Kenyatta has faced mounting pressure to boost security since a 2013 attack by Somali al Shabaab rebels on a Nairobi mall that killed 67 people. The militant Islamist group killed more that 60 people in two attacks this month.
“I am confident that you will find that there is nothing in this law that goes against the bill of rights or any provision of the constitution,” Kenyatta said in a televised address. “Its intent is to protect the lives and property for all the citizens of this Republic.”
The security law also compels landlords and hotels to provide security officers with information about their tenants and guests respectively.
During Thursday’s vote in parliament, television footage showed an opposition lawmaker sprinkling water from a bottle on deputy speaker Joyce Laboso, who was reading out the proposed changes to existing security law.
When speaker Justin Muturi took over the reading, opposition legislators jeered and hurled hard-cover books, forcing him to duck. Television footage showed legislators exchanging blows in the public gallery before the vote.

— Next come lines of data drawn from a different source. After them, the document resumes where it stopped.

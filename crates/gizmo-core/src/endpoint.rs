//! The endpoint record and its transport pipeline.
//!
//! An [`Endpoint`] is one decoder, one business function, one encoder and an
//! ordered list of [`EndpointOption`] hooks. The typed parts are erased at
//! construction so endpoints with different input and output types can sit
//! in the same route table, and so business middleware can wrap any of them.
//!
//! # Pipeline
//!
//! ```text
//! Before hooks -> decode --err--> encode_error
//!                   |
//!                   v
//!         business middleware -> business --err--> encode_error
//!                                   |
//!                                   v
//!                          encode -> After hooks
//! ```
//!
//! Exactly one of `encode` or `encode_error` produces the response. Finalizer
//! hooks observe the final status.

use std::any::{type_name, Any};
use std::fmt;
use std::future::Future;
use std::sync::Arc;

use futures_util::future::BoxFuture;
use futures_util::FutureExt;
use http::{HeaderMap, StatusCode};
use serde::de::DeserializeOwned;
use serde::Serialize;

use crate::codec::{
    BinaryDecoder, BinaryEncoder, BinaryMessage, Decoder, EmptyDecoder, Encoder, JsonDecoder,
    JsonEncoder, RawDecoder, RawEncoder, ResponseHooks,
};
use crate::context::RequestContext;
use crate::error::{ServiceError, StatusCoder};
use crate::{Request, Response};

/// A type-erased business value.
pub type AnyValue = Box<dyn Any + Send>;

/// A type-erased business function.
pub type BusinessFn = Arc<
    dyn Fn(RequestContext, AnyValue) -> BoxFuture<'static, Result<AnyValue, ServiceError>>
        + Send
        + Sync,
>;

/// Wraps a business function with cross-cutting behaviour.
///
/// Business middleware runs around the business function only; decoding and
/// encoding happen outside it. Middleware sees inputs and outputs as
/// [`AnyValue`] and may downcast them when it cares about a concrete type.
pub type BusinessMiddleware = Arc<dyn Fn(BusinessFn) -> BusinessFn + Send + Sync>;

type DecodeFn =
    Arc<dyn Fn(&RequestContext, Request) -> Result<AnyValue, ServiceError> + Send + Sync>;
type EncodeFn =
    Arc<dyn Fn(&RequestContext, AnyValue) -> Result<Response, ServiceError> + Send + Sync>;
type ErrorEncodeFn = Arc<dyn Fn(&RequestContext, &ServiceError) -> Response + Send + Sync>;

/// Transport-level hooks attached to a single endpoint, run in order.
#[derive(Clone)]
pub enum EndpointOption {
    /// Runs before decoding; may enrich the context from the request.
    Before(Arc<dyn Fn(&mut RequestContext, &Request) + Send + Sync>),
    /// Runs after a successful encode; may add response headers.
    After(Arc<dyn Fn(&RequestContext, &mut HeaderMap) + Send + Sync>),
    /// Replaces the encoder's error rendering.
    ErrorEncoder(Arc<dyn Fn(&RequestContext, &ServiceError) -> Response + Send + Sync>),
    /// Observes the final status of every request.
    Finalizer(Arc<dyn Fn(&RequestContext, StatusCode) + Send + Sync>),
}

impl EndpointOption {
    /// Builds a [`EndpointOption::Before`] hook.
    pub fn before<F>(hook: F) -> Self
    where
        F: Fn(&mut RequestContext, &Request) + Send + Sync + 'static,
    {
        Self::Before(Arc::new(hook))
    }

    /// Builds an [`EndpointOption::After`] hook.
    pub fn after<F>(hook: F) -> Self
    where
        F: Fn(&RequestContext, &mut HeaderMap) + Send + Sync + 'static,
    {
        Self::After(Arc::new(hook))
    }

    /// Builds an [`EndpointOption::ErrorEncoder`] hook.
    pub fn error_encoder<F>(hook: F) -> Self
    where
        F: Fn(&RequestContext, &ServiceError) -> Response + Send + Sync + 'static,
    {
        Self::ErrorEncoder(Arc::new(hook))
    }

    /// Builds an [`EndpointOption::Finalizer`] hook.
    pub fn finalizer<F>(hook: F) -> Self
    where
        F: Fn(&RequestContext, StatusCode) + Send + Sync + 'static,
    {
        Self::Finalizer(Arc::new(hook))
    }
}

impl fmt::Debug for EndpointOption {
    fn fmt(&self, f: &mut fmt::Formatter<'_>) -> fmt::Result {
        let name = match self {
            Self::Before(_) => "Before",
            Self::After(_) => "After",
            Self::ErrorEncoder(_) => "ErrorEncoder",
            Self::Finalizer(_) => "Finalizer",
        };
        f.write_str(name)
    }
}

/// Composes business middleware around `business`.
///
/// The first middleware in the slice is the outermost.
#[must_use]
pub fn chain_business(middleware: &[BusinessMiddleware], business: BusinessFn) -> BusinessFn {
    middleware
        .iter()
        .rev()
        .fold(business, |inner, mw| mw(inner))
}

fn downcast<T: 'static>(value: AnyValue) -> Result<T, ServiceError> {
    value.downcast::<T>().map(|v| *v).map_err(|_| {
        ServiceError::internal(format!(
            "business value has an unexpected type, expected {}",
            type_name::<T>()
        ))
    })
}

/// One unit of request handling.
///
/// # Example
///
/// ```
/// use gizmo_core::{Endpoint, RequestContext, ServiceError};
/// use serde_json::{json, Value};
///
/// let echo = Endpoint::json(|_ctx: RequestContext, body: Value| async move {
///     Ok::<_, ServiceError>(body)
/// });
///
/// let request = http::Request::builder()
///     .method("PUT")
///     .uri("/echo")
///     .body(bytes::Bytes::from_static(br#"{"a":1}"#))
///     .unwrap();
///
/// let response = tokio_test::block_on(echo.handle(RequestContext::background(), request));
/// assert_eq!(response.status(), 200);
/// assert_eq!(response.body().as_ref(), br#"{"a":1}"#);
/// ```
#[derive(Clone)]
pub struct Endpoint {
    decode: DecodeFn,
    business: BusinessFn,
    encode: EncodeFn,
    encode_error: ErrorEncodeFn,
    options: Vec<EndpointOption>,
}

impl fmt::Debug for Endpoint {
    fn fmt(&self, f: &mut fmt::Formatter<'_>) -> fmt::Result {
        f.debug_struct("Endpoint")
            .field("options", &self.options)
            .finish_non_exhaustive()
    }
}

impl Endpoint {
    /// Builds an endpoint from explicit parts.
    pub fn new<I, O, D, E, F, Fut>(decoder: D, encoder: E, business: F) -> Self
    where
        I: Send + 'static,
        O: Send + 'static,
        D: Decoder<I>,
        E: Encoder<O>,
        F: Fn(RequestContext, I) -> Fut + Send + Sync + 'static,
        Fut: Future<Output = Result<O, ServiceError>> + Send + 'static,
    {
        let decoder = Arc::new(decoder);
        let encoder = Arc::new(encoder);
        let business = Arc::new(business);

        let decode: DecodeFn = Arc::new(move |ctx: &RequestContext, request: Request| {
            Decoder::<I>::decode(&*decoder, ctx, request).map(|input| Box::new(input) as AnyValue)
        });

        let business: BusinessFn = Arc::new(move |ctx: RequestContext, input: AnyValue| {
            let business = Arc::clone(&business);
            async move {
                let input = downcast::<I>(input)?;
                let output = business(ctx, input).await?;
                Ok::<AnyValue, ServiceError>(Box::new(output))
            }
            .boxed()
        });

        let encode_with = Arc::clone(&encoder);
        let encode: EncodeFn = Arc::new(move |ctx: &RequestContext, output: AnyValue| {
            let output = downcast::<O>(output)?;
            encode_with.encode(ctx, output)
        });
        let encode_error: ErrorEncodeFn =
            Arc::new(move |ctx: &RequestContext, err: &ServiceError| {
                Encoder::<O>::encode_error(&*encoder, ctx, err)
            });

        Self {
            decode,
            business,
            encode,
            encode_error,
            options: Vec::new(),
        }
    }

    /// JSON in, JSON out. The default endpoint shape.
    pub fn json<I, O, F, Fut>(business: F) -> Self
    where
        I: DeserializeOwned + Send + 'static,
        O: Serialize + ResponseHooks + Send + 'static,
        F: Fn(RequestContext, I) -> Fut + Send + Sync + 'static,
        Fut: Future<Output = Result<O, ServiceError>> + Send + 'static,
    {
        Self::new(JsonDecoder, JsonEncoder, business)
    }

    /// No request body, JSON out.
    pub fn json_no_body<O, F, Fut>(business: F) -> Self
    where
        O: Serialize + ResponseHooks + Send + 'static,
        F: Fn(RequestContext) -> Fut + Send + Sync + 'static,
        Fut: Future<Output = Result<O, ServiceError>> + Send + 'static,
    {
        Self::new(EmptyDecoder, JsonEncoder, move |ctx: RequestContext, (): ()| business(ctx))
    }

    /// Length-prefixed binary in and out.
    pub fn binary<I, O, F, Fut>(business: F) -> Self
    where
        I: BinaryMessage,
        O: BinaryMessage + ResponseHooks,
        F: Fn(RequestContext, I) -> Fut + Send + Sync + 'static,
        Fut: Future<Output = Result<O, ServiceError>> + Send + 'static,
    {
        Self::new(BinaryDecoder, BinaryEncoder, business)
    }

    /// Raw-handler mode: the function sees the request and writes the
    /// response itself.
    pub fn raw<F, Fut>(handler: F) -> Self
    where
        F: Fn(RequestContext, Request) -> Fut + Send + Sync + 'static,
        Fut: Future<Output = Response> + Send + 'static,
    {
        let handler = Arc::new(handler);
        Self::new(RawDecoder, RawEncoder, move |ctx: RequestContext, request: Request| {
            let handler = Arc::clone(&handler);
            async move { Ok::<_, ServiceError>(handler(ctx, request).await) }
        })
    }

    /// Appends a transport hook.
    #[must_use]
    pub fn option(mut self, option: EndpointOption) -> Self {
        self.options.push(option);
        self
    }

    /// Returns the hooks in order.
    #[must_use]
    pub fn options(&self) -> &[EndpointOption] {
        &self.options
    }

    /// Wraps the business function with `middleware`, first element outermost.
    #[must_use]
    pub fn with_business_middleware(mut self, middleware: &[BusinessMiddleware]) -> Self {
        self.business = chain_business(middleware, self.business);
        self
    }

    /// Returns the erased business function.
    #[must_use]
    pub fn business(&self) -> BusinessFn {
        Arc::clone(&self.business)
    }

    /// Runs the full transport pipeline for one request.
    pub async fn handle(&self, mut ctx: RequestContext, request: Request) -> Response {
        for option in &self.options {
            if let EndpointOption::Before(hook) = option {
                hook(&mut ctx, &request);
            }
        }

        let response = match self.run(&ctx, request).await {
            Ok(response) => response,
            Err(err) => {
                let status = err.status_code();
                tracing::debug!(parent: ctx.span(), error = %err, %status, "endpoint error");
                self.render_error(&ctx, &err)
            }
        };

        for option in &self.options {
            if let EndpointOption::Finalizer(hook) = option {
                hook(&ctx, response.status());
            }
        }
        response
    }

    async fn run(&self, ctx: &RequestContext, request: Request) -> Result<Response, ServiceError> {
        let input = (self.decode)(ctx, request)?;
        let output = (self.business)(ctx.clone(), input).await?;
        let mut response = (self.encode)(ctx, output)?;
        for option in &self.options {
            if let EndpointOption::After(hook) = option {
                hook(ctx, response.headers_mut());
            }
        }
        Ok(response)
    }

    fn render_error(&self, ctx: &RequestContext, err: &ServiceError) -> Response {
        let custom = self.options.iter().rev().find_map(|option| match option {
            EndpointOption::ErrorEncoder(render) => Some(render),
            _ => None,
        });
        match custom {
            Some(render) => render(ctx, err),
            None => (self.encode_error)(ctx, err),
        }
    }
}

Kenyatta thanked lawmakers for passing the bill “despite the deplorable conduct of a few individuals who seem oblivious to the threat that is upon our country”. He said the new law would also tackle radicalisation and cross-border crimes such as poaching and drug-running.
The opposition and civil rights groups have called the law “draconian”.
“This will be a police state… this is autocratic leadership,” opposition MP John Mbadi told Reuters late on Thursday after the bill was passed by parliament.
Nine foreign diplomatic missions in Kenya, including those of the United States, Britain, France, Germany, Canada and Australia, said in a statement on Wednesday they supported plans to improve security, but human rights should also be respected.